Action item:
Which lines of the entries below hold the word "crate"? Report each of them.

─── Information shown ───

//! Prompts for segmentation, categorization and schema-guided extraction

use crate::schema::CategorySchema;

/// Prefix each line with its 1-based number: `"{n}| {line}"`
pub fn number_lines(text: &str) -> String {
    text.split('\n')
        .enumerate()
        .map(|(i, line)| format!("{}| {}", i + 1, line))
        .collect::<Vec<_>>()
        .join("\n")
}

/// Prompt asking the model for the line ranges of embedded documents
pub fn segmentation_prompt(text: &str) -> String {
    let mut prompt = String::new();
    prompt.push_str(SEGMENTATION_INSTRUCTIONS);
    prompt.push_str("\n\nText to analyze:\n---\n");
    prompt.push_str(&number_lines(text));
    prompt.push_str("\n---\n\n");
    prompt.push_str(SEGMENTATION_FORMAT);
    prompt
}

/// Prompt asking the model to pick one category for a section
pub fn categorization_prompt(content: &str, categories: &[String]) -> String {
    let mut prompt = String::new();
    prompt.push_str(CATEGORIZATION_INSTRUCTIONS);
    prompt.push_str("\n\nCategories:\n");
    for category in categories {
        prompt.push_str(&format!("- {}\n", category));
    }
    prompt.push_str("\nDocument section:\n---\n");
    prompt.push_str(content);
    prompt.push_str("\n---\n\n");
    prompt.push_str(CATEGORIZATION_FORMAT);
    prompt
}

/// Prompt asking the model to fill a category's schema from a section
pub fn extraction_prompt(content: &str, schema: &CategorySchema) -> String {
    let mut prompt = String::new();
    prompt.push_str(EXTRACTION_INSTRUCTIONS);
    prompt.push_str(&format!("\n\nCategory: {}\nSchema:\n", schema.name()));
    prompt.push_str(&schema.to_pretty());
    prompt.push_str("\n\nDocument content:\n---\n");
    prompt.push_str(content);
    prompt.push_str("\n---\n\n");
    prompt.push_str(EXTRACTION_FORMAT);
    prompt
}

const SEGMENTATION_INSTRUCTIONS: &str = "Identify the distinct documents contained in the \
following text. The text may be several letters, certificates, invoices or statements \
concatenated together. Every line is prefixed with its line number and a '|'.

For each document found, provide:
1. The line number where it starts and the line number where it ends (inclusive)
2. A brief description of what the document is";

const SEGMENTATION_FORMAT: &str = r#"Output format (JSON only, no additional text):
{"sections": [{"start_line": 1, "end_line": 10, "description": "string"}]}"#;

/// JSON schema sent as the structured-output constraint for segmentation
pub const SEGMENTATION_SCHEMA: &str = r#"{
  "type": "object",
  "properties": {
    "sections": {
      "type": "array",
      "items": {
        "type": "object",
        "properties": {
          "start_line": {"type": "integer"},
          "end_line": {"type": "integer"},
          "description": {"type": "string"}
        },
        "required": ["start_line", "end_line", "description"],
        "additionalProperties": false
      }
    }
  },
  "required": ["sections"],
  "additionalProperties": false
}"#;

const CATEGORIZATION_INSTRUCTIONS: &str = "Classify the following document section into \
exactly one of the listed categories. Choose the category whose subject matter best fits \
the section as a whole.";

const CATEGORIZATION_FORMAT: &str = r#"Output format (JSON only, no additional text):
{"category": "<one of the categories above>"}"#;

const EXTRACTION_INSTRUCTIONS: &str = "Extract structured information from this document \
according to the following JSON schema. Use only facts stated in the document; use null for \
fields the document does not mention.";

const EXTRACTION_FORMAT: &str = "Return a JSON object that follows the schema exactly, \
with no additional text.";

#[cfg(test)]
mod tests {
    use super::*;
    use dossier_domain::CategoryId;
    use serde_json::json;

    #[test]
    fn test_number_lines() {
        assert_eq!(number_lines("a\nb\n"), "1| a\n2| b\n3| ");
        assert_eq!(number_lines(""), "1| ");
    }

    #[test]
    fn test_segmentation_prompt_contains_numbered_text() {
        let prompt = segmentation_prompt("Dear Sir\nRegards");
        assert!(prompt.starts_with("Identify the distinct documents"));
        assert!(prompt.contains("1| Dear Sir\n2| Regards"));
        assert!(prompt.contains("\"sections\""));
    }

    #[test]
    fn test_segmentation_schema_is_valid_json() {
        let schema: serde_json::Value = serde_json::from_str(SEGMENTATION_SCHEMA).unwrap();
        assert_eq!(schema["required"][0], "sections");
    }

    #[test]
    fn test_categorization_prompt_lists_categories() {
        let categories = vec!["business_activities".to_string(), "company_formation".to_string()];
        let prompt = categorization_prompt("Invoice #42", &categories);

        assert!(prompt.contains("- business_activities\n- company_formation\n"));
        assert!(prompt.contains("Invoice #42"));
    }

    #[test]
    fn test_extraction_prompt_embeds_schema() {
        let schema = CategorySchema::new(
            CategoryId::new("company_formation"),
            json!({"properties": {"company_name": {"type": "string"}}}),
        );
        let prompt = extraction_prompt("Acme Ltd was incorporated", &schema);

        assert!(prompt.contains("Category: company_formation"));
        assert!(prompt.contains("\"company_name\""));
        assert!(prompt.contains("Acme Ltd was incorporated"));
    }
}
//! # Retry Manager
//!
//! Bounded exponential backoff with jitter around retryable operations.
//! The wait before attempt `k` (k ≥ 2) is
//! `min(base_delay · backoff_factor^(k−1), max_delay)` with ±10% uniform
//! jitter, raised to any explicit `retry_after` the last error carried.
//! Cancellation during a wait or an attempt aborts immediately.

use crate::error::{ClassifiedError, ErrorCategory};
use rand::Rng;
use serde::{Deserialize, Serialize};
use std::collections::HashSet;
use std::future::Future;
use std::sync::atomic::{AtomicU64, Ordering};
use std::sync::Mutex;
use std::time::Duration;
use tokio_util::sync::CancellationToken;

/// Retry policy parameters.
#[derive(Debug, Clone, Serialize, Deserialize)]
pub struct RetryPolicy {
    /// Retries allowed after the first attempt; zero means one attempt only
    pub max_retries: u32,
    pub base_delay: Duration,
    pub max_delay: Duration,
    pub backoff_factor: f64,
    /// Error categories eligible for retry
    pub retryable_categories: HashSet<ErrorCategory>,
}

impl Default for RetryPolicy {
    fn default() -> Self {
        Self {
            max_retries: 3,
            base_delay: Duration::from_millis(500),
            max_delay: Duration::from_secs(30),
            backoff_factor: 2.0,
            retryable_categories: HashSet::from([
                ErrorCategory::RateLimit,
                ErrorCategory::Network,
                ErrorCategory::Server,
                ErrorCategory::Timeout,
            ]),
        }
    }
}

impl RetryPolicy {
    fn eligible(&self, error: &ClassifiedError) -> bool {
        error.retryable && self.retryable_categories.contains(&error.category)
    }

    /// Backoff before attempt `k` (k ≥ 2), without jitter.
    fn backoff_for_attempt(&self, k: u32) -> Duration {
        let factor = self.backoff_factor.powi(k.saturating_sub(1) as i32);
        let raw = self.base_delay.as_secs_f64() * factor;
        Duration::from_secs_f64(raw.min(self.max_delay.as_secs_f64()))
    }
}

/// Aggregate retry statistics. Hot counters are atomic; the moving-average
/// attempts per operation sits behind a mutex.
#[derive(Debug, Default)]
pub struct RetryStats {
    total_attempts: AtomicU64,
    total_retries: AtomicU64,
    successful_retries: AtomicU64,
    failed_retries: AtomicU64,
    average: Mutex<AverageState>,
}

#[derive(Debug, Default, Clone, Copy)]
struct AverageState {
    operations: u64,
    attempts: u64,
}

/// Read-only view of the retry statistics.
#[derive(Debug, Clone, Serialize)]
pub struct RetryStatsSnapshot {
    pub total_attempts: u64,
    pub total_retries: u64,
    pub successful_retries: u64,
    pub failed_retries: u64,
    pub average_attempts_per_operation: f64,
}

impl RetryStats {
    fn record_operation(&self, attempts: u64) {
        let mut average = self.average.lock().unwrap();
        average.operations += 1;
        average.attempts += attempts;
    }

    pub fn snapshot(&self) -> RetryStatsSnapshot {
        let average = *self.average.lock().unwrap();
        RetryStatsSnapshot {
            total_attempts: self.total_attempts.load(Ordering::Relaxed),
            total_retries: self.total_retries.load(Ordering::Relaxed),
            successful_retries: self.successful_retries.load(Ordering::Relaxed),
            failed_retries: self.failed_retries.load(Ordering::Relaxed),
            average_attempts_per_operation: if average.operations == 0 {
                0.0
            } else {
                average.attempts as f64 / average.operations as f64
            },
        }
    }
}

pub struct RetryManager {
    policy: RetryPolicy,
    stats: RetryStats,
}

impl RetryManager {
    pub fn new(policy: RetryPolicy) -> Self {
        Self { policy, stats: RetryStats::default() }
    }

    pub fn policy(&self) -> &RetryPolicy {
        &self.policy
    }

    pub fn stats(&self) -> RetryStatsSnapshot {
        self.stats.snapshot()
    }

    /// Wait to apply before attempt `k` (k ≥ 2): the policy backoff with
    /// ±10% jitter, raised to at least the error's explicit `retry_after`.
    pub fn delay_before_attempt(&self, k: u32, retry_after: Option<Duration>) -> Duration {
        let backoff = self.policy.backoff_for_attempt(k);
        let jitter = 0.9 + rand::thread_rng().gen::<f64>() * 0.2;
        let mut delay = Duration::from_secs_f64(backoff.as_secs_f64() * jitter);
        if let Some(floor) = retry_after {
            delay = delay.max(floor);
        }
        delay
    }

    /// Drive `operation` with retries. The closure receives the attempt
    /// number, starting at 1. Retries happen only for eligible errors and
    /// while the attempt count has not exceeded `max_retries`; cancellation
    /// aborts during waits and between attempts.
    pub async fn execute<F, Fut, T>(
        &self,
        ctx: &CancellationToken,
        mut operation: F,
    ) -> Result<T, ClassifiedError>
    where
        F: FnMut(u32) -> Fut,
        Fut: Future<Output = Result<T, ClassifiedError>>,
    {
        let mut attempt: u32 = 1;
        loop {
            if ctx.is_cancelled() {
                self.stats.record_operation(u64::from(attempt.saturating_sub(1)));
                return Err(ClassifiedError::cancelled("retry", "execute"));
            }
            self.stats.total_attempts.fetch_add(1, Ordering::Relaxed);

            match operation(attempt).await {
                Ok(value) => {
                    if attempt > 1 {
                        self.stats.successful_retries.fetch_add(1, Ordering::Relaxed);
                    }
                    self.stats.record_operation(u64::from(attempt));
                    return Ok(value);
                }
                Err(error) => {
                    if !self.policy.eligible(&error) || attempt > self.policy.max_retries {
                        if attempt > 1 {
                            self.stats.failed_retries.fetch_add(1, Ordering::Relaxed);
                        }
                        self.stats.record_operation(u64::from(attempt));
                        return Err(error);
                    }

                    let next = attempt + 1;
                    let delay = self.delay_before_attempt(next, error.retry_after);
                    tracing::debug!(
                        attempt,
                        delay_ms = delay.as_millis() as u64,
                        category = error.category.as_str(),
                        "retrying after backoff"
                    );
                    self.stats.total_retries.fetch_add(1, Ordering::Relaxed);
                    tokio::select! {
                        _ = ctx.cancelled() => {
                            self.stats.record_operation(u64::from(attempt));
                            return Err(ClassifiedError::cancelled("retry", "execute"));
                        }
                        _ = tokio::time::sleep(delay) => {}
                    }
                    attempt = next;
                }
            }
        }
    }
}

───

Completed task:
use crate::schema::CategorySchema;
use crate::error::{ClassifiedError, ErrorCategory};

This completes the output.